→ **Problem details**: Reproduce exactly, and only, the lines running from the start of the entries below to the line containing "pub trait PayloadSource: Send".

→ **Data records**:
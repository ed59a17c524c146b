use std::fs::File;
use std::future::Future;
use std::io::{Read, Seek, SeekFrom};
use std::path::{Path, PathBuf};
use std::pin::Pin;
use std::sync::Arc;

use crate::TransferError;

/// Boxed future returned by [`PayloadSource::read_range`].
pub type ReadFuture<'a> = Pin<Box<dyn Future<Output = Result<Vec<u8>, TransferError>> + Send + 'a>>;

/// The bytes being uploaded.
///
/// Parts read their own byte range on demand, so a payload is never held in
/// memory as a whole unless the source itself is in memory.
pub trait PayloadSource: Send + Sync {
    /// Caller-chosen identity, used as the resume key (e.g. a file name).
    fn identity(&self) -> &str;

    /// Total size in bytes.
    fn size(&self) -> u64;

    /// MIME type sent to the control plane on create, if known.
    fn content_type(&self) -> Option<&str> {
        None
    }

    /// Reads exactly `len` bytes starting at `offset`.
    fn read_range(&self, offset: u64, len: u64) -> ReadFuture<'_>;
}

fn check_range(size: u64, offset: u64, len: u64) -> Result<(), TransferError> {
    match offset.checked_add(len) {
        Some(end) if end <= size => Ok(()),
        _ => Err(TransferError::InvalidRange { offset, len, size }),
    }
}

/// Guesses a MIME type from a file extension.
pub fn detect_content_type(path: &str) -> Option<&'static str> {
    let ext = Path::new(path)
        .extension()
        .and_then(|e| e.to_str())
        .map(|e| e.to_lowercase());

    match ext.as_deref() {
        Some("png") => Some("image/png"),
        Some("jpg" | "jpeg") => Some("image/jpeg"),
        Some("gif") => Some("image/gif"),
        Some("webp") => Some("image/webp"),
        Some("mp4") => Some("video/mp4"),
        Some("mov") => Some("video/quicktime"),
        Some("webm") => Some("video/webm"),
        Some("mp3") => Some("audio/mpeg"),
        Some("pdf") => Some("application/pdf"),
        Some("zip") => Some("application/zip"),
        Some("json") => Some("application/json"),
        Some("txt") => Some("text/plain"),
        _ => None,
    }
}

// ---------------------------------------------------------------------------
// MemoryPayload
// ---------------------------------------------------------------------------

/// A payload held in memory.
#[derive(Debug, Clone)]
pub struct MemoryPayload {
    identity: String,
    data: Arc<[u8]>,
    content_type: Option<String>,
}

impl MemoryPayload {
    pub fn new(identity: impl Into<String>, data: impl Into<Arc<[u8]>>) -> Self {
        Self {
            identity: identity.into(),
            data: data.into(),
            content_type: None,
        }
    }

    pub fn with_content_type(mut self, content_type: impl Into<String>) -> Self {
        self.content_type = Some(content_type.into());
        self
    }
}

impl PayloadSource for MemoryPayload {
    fn identity(&self) -> &str {
        &self.identity
    }

    fn size(&self) -> u64 {
        self.data.len() as u64
    }

    fn content_type(&self) -> Option<&str> {
        self.content_type.as_deref()
    }

    fn read_range(&self, offset: u64, len: u64) -> ReadFuture<'_> {
        Box::pin(async move {
            check_range(self.size(), offset, len)?;
            let start = offset as usize;
            Ok(self.data[start..start + len as usize].to_vec())
        })
    }
}

// ---------------------------------------------------------------------------
// FilePayload
// ---------------------------------------------------------------------------

/// A payload backed by a file on disk.
///
/// Each range is read on a blocking thread with its own file handle, so
/// concurrent parts never share a cursor.
#[derive(Debug, Clone)]
pub struct FilePayload {
    path: PathBuf,
    identity: String,
    size: u64,
    content_type: Option<String>,
}

impl FilePayload {
    /// Opens `path`, using its file name as identity and guessing a MIME type.
    pub fn open(path: &Path) -> Result<Self, TransferError> {
        let size = std::fs::metadata(path)?.len();
        let identity = path
            .file_name()
            .map(|n| n.to_string_lossy().into_owned())
            .unwrap_or_else(|| path.to_string_lossy().into_owned());
        let content_type = detect_content_type(&identity).map(str::to_string);
        Ok(Self {
            path: path.to_path_buf(),
            identity,
            size,
            content_type,
        })
    }

    /// Overrides the resume identity.
    pub fn with_identity(mut self, identity: impl Into<String>) -> Self {
        self.identity = identity.into();
        self
    }

    /// Overrides the MIME type.
    pub fn with_content_type(mut self, content_type: impl Into<String>) -> Self {
        self.content_type = Some(content_type.into());
        self
    }

    /// Path of the underlying file.
    pub fn path(&self) -> &Path {
        &self.path
    }
}

fn read_file_range(path: &Path, offset: u64, len: u64) -> Result<Vec<u8>, TransferError> {
    let mut file = File::open(path)?;
    file.seek(SeekFrom::Start(offset))?;
    let mut buf = vec![0u8; len as usize];
    file.read_exact(&mut buf)?;
    Ok(buf)
}

impl PayloadSource for FilePayload {
    fn identity(&self) -> &str {
        &self.identity
    }

    fn size(&self) -> u64 {
        self.size
    }

    fn content_type(&self) -> Option<&str> {
        self.content_type.as_deref()
    }

    fn read_range(&self, offset: u64, len: u64) -> ReadFuture<'_> {
        Box::pin(async move {
            check_range(self.size, offset, len)?;
            let path = self.path.clone();
            tokio::task::spawn_blocking(move || read_file_range(&path, offset, len))
                .await
                .map_err(|e| TransferError::Join(e.to_string()))?
        })
    }
}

→ **Solution to this task**:
repository ed59a17c524c146b
use std::fs::File;
use std::future::Future;
use std::io::{Read, Seek, SeekFrom};
use std::path::{Path, PathBuf};
use std::pin::Pin;
use std::sync::Arc;

use crate::TransferError;

/// Boxed future returned by [`PayloadSource::read_range`].
pub type ReadFuture<'a> = Pin<Box<dyn Future<Output = Result<Vec<u8>, TransferError>> + Send + 'a>>;

/// The bytes being uploaded.
///
/// Parts read their own byte range on demand, so a payload is never held in
/// memory as a whole unless the source itself is in memory.
pub trait PayloadSource: Send + Sync {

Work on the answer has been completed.